Work instructions → Reading the data below, count the lines that carry the string "true". Give nothing but the count.
Source material Block Start
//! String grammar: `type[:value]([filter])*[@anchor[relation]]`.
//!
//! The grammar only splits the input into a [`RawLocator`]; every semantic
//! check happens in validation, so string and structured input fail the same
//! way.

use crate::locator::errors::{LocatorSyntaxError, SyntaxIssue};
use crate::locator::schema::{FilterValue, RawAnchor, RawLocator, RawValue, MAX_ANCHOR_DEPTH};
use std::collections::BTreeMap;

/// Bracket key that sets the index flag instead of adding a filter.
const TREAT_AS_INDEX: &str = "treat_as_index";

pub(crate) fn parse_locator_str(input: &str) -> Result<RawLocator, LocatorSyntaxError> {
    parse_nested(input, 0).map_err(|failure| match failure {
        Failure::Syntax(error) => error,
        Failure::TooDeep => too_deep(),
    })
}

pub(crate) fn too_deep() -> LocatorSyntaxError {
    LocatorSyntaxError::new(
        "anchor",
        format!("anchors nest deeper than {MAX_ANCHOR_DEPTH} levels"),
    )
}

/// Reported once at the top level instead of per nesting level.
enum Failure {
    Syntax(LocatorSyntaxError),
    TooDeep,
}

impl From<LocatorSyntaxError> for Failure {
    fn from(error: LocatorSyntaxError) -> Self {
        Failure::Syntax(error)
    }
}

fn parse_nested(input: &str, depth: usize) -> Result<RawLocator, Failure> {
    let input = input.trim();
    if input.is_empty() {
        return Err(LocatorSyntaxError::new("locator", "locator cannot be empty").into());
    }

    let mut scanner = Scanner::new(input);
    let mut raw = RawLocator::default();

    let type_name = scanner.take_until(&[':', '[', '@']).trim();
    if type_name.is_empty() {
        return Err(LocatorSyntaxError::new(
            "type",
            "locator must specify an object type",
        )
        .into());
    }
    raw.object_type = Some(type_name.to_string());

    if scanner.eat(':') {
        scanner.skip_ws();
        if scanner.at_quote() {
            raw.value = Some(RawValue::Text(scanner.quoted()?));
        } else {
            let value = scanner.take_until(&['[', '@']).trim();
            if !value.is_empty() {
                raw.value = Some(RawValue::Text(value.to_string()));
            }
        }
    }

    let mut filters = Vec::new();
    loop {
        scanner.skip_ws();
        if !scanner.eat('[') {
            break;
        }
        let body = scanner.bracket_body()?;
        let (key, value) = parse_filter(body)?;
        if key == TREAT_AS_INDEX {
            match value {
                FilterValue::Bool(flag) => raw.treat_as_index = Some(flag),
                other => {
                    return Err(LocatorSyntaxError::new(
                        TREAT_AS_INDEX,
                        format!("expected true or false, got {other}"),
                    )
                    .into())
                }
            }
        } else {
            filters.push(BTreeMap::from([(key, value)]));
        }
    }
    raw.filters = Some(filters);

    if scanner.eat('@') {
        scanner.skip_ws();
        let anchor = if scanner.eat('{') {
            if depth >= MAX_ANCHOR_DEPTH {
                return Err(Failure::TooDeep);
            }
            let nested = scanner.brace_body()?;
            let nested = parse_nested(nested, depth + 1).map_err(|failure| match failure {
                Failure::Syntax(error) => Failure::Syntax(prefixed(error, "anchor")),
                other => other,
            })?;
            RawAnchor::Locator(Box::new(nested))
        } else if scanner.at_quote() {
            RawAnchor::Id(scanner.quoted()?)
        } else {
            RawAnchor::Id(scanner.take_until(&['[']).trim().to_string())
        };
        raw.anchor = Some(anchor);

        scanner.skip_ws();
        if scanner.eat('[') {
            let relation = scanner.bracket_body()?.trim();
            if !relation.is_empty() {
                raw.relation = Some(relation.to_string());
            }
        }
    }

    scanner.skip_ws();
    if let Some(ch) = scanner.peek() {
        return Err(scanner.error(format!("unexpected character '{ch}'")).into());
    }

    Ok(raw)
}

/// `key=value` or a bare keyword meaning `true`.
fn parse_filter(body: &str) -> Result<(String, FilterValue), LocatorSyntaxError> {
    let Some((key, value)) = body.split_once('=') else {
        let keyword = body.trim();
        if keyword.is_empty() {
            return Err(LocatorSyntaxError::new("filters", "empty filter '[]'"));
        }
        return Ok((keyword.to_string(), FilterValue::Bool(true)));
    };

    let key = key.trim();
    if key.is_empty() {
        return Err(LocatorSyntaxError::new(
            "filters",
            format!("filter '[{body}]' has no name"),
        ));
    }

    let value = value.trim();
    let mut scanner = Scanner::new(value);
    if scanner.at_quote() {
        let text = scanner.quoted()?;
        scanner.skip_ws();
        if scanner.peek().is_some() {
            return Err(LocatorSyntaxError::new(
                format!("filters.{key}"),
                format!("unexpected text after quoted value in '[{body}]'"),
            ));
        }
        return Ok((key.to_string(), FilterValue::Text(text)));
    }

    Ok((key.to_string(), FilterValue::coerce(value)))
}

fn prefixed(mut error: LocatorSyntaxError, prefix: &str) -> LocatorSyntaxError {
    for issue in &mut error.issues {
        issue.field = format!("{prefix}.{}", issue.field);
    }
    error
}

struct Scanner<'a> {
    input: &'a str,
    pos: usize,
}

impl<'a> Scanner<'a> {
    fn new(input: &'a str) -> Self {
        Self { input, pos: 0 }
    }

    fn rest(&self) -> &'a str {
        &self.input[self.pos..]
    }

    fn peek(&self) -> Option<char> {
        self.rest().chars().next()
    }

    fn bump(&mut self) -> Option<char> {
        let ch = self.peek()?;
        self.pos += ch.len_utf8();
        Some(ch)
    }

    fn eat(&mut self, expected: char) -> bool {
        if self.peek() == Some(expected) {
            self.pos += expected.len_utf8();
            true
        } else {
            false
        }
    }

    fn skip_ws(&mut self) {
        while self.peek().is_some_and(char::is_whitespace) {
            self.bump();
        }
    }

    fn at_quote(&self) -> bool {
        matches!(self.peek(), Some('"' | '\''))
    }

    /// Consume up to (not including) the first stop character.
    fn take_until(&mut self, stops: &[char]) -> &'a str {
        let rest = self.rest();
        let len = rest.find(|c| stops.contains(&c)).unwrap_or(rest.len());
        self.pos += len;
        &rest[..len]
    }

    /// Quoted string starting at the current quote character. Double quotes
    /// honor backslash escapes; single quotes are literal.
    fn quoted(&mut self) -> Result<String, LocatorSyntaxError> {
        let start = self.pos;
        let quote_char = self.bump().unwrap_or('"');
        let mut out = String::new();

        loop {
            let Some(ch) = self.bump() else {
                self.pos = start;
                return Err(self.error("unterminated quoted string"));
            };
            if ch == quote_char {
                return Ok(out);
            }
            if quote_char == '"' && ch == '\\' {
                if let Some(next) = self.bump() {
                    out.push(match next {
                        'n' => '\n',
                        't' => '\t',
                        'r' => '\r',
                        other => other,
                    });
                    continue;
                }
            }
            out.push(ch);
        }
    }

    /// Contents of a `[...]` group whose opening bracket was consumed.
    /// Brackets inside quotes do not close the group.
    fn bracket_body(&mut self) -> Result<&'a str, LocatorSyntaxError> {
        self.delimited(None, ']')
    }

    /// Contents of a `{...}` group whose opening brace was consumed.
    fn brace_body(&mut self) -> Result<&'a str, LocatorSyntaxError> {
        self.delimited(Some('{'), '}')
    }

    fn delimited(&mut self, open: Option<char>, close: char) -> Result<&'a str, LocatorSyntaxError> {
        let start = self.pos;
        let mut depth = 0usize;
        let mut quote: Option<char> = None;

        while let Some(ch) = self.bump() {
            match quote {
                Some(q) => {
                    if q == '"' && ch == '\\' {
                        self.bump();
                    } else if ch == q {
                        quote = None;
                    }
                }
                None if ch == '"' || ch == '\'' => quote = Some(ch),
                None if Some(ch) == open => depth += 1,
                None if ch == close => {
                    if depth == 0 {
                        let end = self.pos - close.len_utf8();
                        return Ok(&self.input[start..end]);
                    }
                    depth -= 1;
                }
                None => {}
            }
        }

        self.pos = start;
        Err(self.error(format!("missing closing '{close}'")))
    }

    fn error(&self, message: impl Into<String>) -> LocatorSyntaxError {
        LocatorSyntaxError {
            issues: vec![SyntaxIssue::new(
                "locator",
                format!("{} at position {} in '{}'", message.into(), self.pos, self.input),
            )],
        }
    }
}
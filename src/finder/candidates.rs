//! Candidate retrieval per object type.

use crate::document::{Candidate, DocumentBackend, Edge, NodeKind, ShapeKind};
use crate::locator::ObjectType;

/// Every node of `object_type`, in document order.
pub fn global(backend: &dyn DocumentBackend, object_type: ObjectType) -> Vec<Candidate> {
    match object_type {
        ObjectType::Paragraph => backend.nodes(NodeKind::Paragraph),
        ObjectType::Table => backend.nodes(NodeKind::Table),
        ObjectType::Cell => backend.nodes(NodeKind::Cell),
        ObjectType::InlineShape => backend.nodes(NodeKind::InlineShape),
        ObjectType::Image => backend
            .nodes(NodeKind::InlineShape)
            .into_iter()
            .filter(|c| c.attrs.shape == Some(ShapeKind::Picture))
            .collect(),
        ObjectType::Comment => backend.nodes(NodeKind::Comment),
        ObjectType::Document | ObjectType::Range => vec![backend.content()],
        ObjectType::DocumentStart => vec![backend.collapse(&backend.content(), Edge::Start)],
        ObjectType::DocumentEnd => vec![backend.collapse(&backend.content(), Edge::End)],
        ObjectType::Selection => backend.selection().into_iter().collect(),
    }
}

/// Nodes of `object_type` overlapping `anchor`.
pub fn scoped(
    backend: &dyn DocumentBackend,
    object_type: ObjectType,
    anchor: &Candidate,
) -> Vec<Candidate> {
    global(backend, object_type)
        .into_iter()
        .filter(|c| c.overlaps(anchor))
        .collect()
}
Source material Block End
Written answer → 4